Comment fait-on pour entraîner les modèles d'IA ? On procède à une opération de fouille de textes et de données ou text and data mining, à savoir la déconstruction par un processus algorithmique d'un contenu. En amont, la collecte, le nettoyage et la transformation des données peuvent être assez chronophages. Intervient ensuite l'opération de minage, c'est-à-dire de déconstruction des données. Enfin, on évalue les résultats obtenus. Ce processus existe depuis longtemps.

En 2019, dans le cadre de la directive sur le droit d'auteur et les droits voisins dans le marché unique numérique ou directive Digital Single Market (DSM), le législateur européen s'est saisi de ce sujet et a défini la fouille de textes et de données. Selon l'article 2 de la directive, l'expression désigne « toute technique d'analyse automatisée visant à analyser des textes et des données sous une forme numérique afin d'en dégager des informations, ce qui comprend, à titre non exhaustif, des constantes, des tendances et des corrélations ». Il s'agit donc d'une déconstruction totale du contenu visant à mettre en évidence, par exemple, les rapprochements possibles entre des mots, des couleurs ou des structures.

Cette directive a aussi permis de poser deux exceptions au droit d'auteur et aux droits voisins dans ce cadre. La première exception définie à l'article 3 concerne la recherche scientifique. C'était une demande très forte des chercheurs, car nous avons besoin de cette exception dans le domaine scientifique. Celle-ci n'est d'ailleurs pas contestée par les titulaires de droits. Elle a été finement rédigée et était envisagée dès le début des travaux relatifs à la directive de 2019.

La seconde exception, en revanche, concerne tous les usages, y compris les usages commerciaux, au bénéfice de tous les acteurs. Rejetée au stade de l'analyse d'impact, car considérée comme trop attentatoire au droit d'auteur et aux droits voisins, elle a finalement été introduite par voie d'amendement à l'article 4 de la directive.

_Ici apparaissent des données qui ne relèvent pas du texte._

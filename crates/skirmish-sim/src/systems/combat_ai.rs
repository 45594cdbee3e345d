//! Combat AI system: ticks every live enemy agent against the player.

use glam::Vec3;
use hecs::World;
use rand_chacha::ChaCha8Rng;

use skirmish_ai::combat::CombatContext;
use skirmish_ai::locomotion::LocomotionController;
use skirmish_core::events::AgentEvent;
use skirmish_core::types::{Pose, TargetView};

use crate::arena::Arena;
use crate::components::EnemyAgent;
use crate::physics::{BodySphere, PhysicsScene};
use crate::systems::collect_bodies;

pub fn run(
    world: &mut World,
    arena: &Arena,
    rng: &mut ChaCha8Rng,
    bodies: &mut Vec<BodySphere>,
    dt: f32,
    events: &mut Vec<AgentEvent>,
) {
    let target = player_target(world);
    collect_bodies(world, bodies);
    let physics = PhysicsScene::new(arena, bodies.as_slice());

    for (_entity, (pose, agent)) in world.query_mut::<(&Pose, &mut EnemyAgent)>() {
        if agent.is_defeated() {
            continue;
        }
        let mut ctx = CombatContext {
            dt,
            pose,
            target,
            nav_mesh: arena,
            physics: &physics,
            rng: &mut *rng,
            events: &mut *events,
        };
        if let Some(entered) = agent.tick(&mut ctx) {
            log::trace!("enemy {:?} -> {entered:?}", agent.id());
        }
    }
}

/// The player as enemies track it: identity plus the point under its feet.
/// A downed player is no longer a target.
pub fn player_target(world: &World) -> Option<TargetView> {
    world
        .query::<(&Pose, &LocomotionController)>()
        .iter()
        .find(|(_, (_, controller))| !controller.health().is_defeated())
        .map(|(_, (pose, controller))| TargetView {
            id: controller.id(),
            position: pose.position - Vec3::Y * (controller.config().collider_height / 2.0),
        })
}
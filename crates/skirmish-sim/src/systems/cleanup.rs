//! Cleanup system: removes defeated enemies and spent projectiles.

use hecs::{Entity, World};

use crate::components::{EnemyAgent, Projectile};

/// Despawn finished entities. `despawn_buffer` is reused between ticks.
pub fn run(world: &mut World, despawn_buffer: &mut Vec<Entity>) {
    despawn_buffer.clear();

    for (entity, agent) in world.query_mut::<&EnemyAgent>() {
        if agent.is_defeated() {
            despawn_buffer.push(entity);
        }
    }

    for (entity, projectile) in world.query_mut::<&Projectile>() {
        if projectile.spent || projectile.remaining <= 0.0 {
            despawn_buffer.push(entity);
        }
    }

    for entity in despawn_buffer.drain(..) {
        let _ = world.despawn(entity);
    }
}
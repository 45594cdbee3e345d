//! Enumeration types used throughout the simulation.

use serde::{Deserialize, Serialize};

/// Resident state of a combat agent.
#[derive(Debug, Clone, Copy, PartialEq, Eq, Hash, Serialize, Deserialize)]
pub enum CombatState {
    /// Standing still, waiting for the first evaluation.
    Idle,
    /// Roaming random points around the spawn anchor.
    Wander,
    /// Re-pathing toward the target every tick.
    Chase,
    /// Short high-speed lunge at the target; ends only on its timer.
    Dash,
}

/// Resident state of a locomotion controller.
#[derive(Debug, Clone, Copy, PartialEq, Eq, Hash, Serialize, Deserialize)]
pub enum LocomotionState {
    Idle,
    Jump,
}

/// Fire-and-forget animation trigger sent to the animation driver.
#[derive(Debug, Clone, Copy, PartialEq, Eq, Hash, Serialize, Deserialize)]
pub enum AnimationCue {
    Idle,
    Walk,
    Attack,
    Dash,
    Jump,
}

/// What an actor touched, as reported by a collision callback.
#[derive(Debug, Clone, Copy, PartialEq, Eq, Hash, Serialize, Deserialize)]
pub enum ContactKind {
    /// A player-fired projectile.
    Projectile,
    /// An enemy body.
    Enemy,
    /// The player body.
    Player,
    /// Static level geometry.
    Obstacle,
}

/// Why the match was lost.
#[derive(Debug, Clone, Copy, PartialEq, Eq, Serialize, Deserialize)]
pub enum DefeatReason {
    PlayerDown,
    TimeExpired,
}

/// Final result of a match.
#[derive(Debug, Clone, Copy, PartialEq, Eq, Serialize, Deserialize)]
pub enum MatchOutcome {
    Victory,
    Defeat(DefeatReason),
}
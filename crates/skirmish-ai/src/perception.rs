//! Vision cone with occlusion.

use glam::Vec3;

use skirmish_core::config::CombatConfig;
use skirmish_core::types::{Pose, TargetView};

use crate::services::{HitIdentity, PhysicsQuery};

/// Parameters of an actor's vision test.
#[derive(Debug, Clone, Copy, PartialEq)]
pub struct VisionProbe {
    /// Maximum distance at which the target can be seen.
    pub range: f32,
    /// Largest angle between facing and target direction that still counts.
    pub half_angle_degrees: f32,
    /// Height of the ray origin above the observer's position.
    pub eye_height: f32,
}

impl VisionProbe {
    pub fn from_config(config: &CombatConfig) -> Self {
        Self {
            range: config.detect_range,
            half_angle_degrees: config.detect_half_angle_degrees,
            eye_height: config.eye_height,
        }
    }

    /// Whether `target` is observable from `observer`: within range, inside
    /// the cone, and the first thing an eye-height ray toward it hits.
    ///
    /// A target at the observer's exact position has no direction to look
    /// along and is reported as not observable.
    pub fn can_see(
        &self,
        observer: &Pose,
        target: &TargetView,
        physics: &dyn PhysicsQuery,
    ) -> bool {
        let to_target = target.position - observer.position;
        let distance = to_target.length();

        if distance > self.range || distance <= f32::EPSILON {
            return false;
        }

        let angle = observer.forward().angle_between(to_target).to_degrees();
        if angle > self.half_angle_degrees {
            return false;
        }

        let origin = observer.position + Vec3::Y * self.eye_height;
        let direction = to_target / distance;
        physics.raycast_first_hit(origin, direction, self.range)
            == Some(HitIdentity::Actor(target.id))
    }
}
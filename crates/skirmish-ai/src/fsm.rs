//! Deferred-transition finite state machine.
//!
//! Transitions are requested while a tick evaluates its conditions and are
//! applied at a single point inside [`DeferredStateMachine::tick`]. Only the
//! first request per tick is kept, and the update hook always runs against a
//! state whose enter hook has already completed.

use std::fmt::Debug;

/// Per-state behavior driven by the machine. Implementations dispatch on
/// the state enum with an exhaustive `match`.
pub trait StateHooks<S> {
    /// Called on the state being left, before the new one is entered.
    fn on_exit(&mut self, _state: S) {}

    /// Called once each time a state becomes current (re-entry included).
    fn on_enter(&mut self, state: S);

    /// Called every tick for the settled current state.
    fn on_update(&mut self, state: S);
}

/// Current state plus at most one pending transition.
///
/// A fresh machine has no current state and `initial` pending, so the first
/// tick always runs the initial state's enter hook.
#[derive(Debug, Clone)]
pub struct DeferredStateMachine<S> {
    current: Option<S>,
    pending: Option<S>,
}

impl<S: Copy + Debug> DeferredStateMachine<S> {
    pub fn new(initial: S) -> Self {
        Self {
            current: None,
            pending: Some(initial),
        }
    }

    /// The resident state, `None` only before the first tick.
    pub fn current(&self) -> Option<S> {
        self.current
    }

    pub fn pending(&self) -> Option<S> {
        self.pending
    }

    pub fn has_pending(&self) -> bool {
        self.pending.is_some()
    }

    /// Queue a transition for the next [`tick`](Self::tick). Returns false and
    /// leaves the queued transition untouched if one is already pending.
    pub fn request_transition(&mut self, target: S) -> bool {
        if let Some(existing) = self.pending {
            log::trace!("ignoring transition to {target:?}, {existing:?} already pending");
            return false;
        }
        self.pending = Some(target);
        true
    }

    /// Apply the pending transition (exit, swap, enter), then run the update
    /// hook. Returns the state entered this tick, if any. `pending` is always
    /// empty when this returns.
    pub fn tick<H: StateHooks<S>>(&mut self, hooks: &mut H) -> Option<S> {
        let entered = self.pending.take().map(|next| {
            if let Some(previous) = self.current {
                hooks.on_exit(previous);
            }
            log::trace!("transition {:?} -> {next:?}", self.current);
            self.current = Some(next);
            hooks.on_enter(next);
            next
        });

        if let Some(state) = self.current {
            hooks.on_update(state);
        }

        entered
    }
}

Bien que des conditions aient été posées, comme le fameux opt-out, à savoir la capacité d'opposition du titulaire des droits, ainsi que l'accès licite au contenu, cette seconde exception suscite le débat, car toutes ses conséquences n'ont sans doute pas été anticipées en 2019. Personne ne savait alors véritablement à quoi cette exception allait servir. On nous expliquait que cela serait aussi utile à la recherche scientifique, ce qui est vrai, car la recherche en matière de santé est aussi privée, notamment avec le laboratoire Google DeepMind. Mais nous n'avions pas anticipé les effets de l'IA générative dans le domaine culturel, alors que des modèles étaient déjà en phase d'entraînement dès 2017. Aujourd'hui, les acteurs du numérique réclament le bénéfice de cette exception. Pour certains titulaires de droits, celle-ci ne s'applique pas à l'entraînement de l'IA générative, puisque cette situation n'avait pas été prévue lors de l'adoption de la directive. Or ce n'est pas parce qu'une situation n'a pas été anticipée par le législateur que la loi ne peut pas lui être appliquée. Au contraire, un législateur souhaite ne pas être tenu par l'évolution des usages et des techniques et éviter toute obsolescence prématurée de la loi. On ne voit pas tellement d'indices qui permettraient d'exclure l'entraînement de l'IA générative du champ d'application de la directive, d'autant que l'article 53 du RIA fait référence, par le biais de l'opt-out, à l'article 4 de la directive DSM. Il est donc difficile de contester le champ d'application de cette exception, mais peut-être le fera-t-on un jour. Seule la Cour de justice de l'Union européenne (CJUE) pourra alors donner la réponse.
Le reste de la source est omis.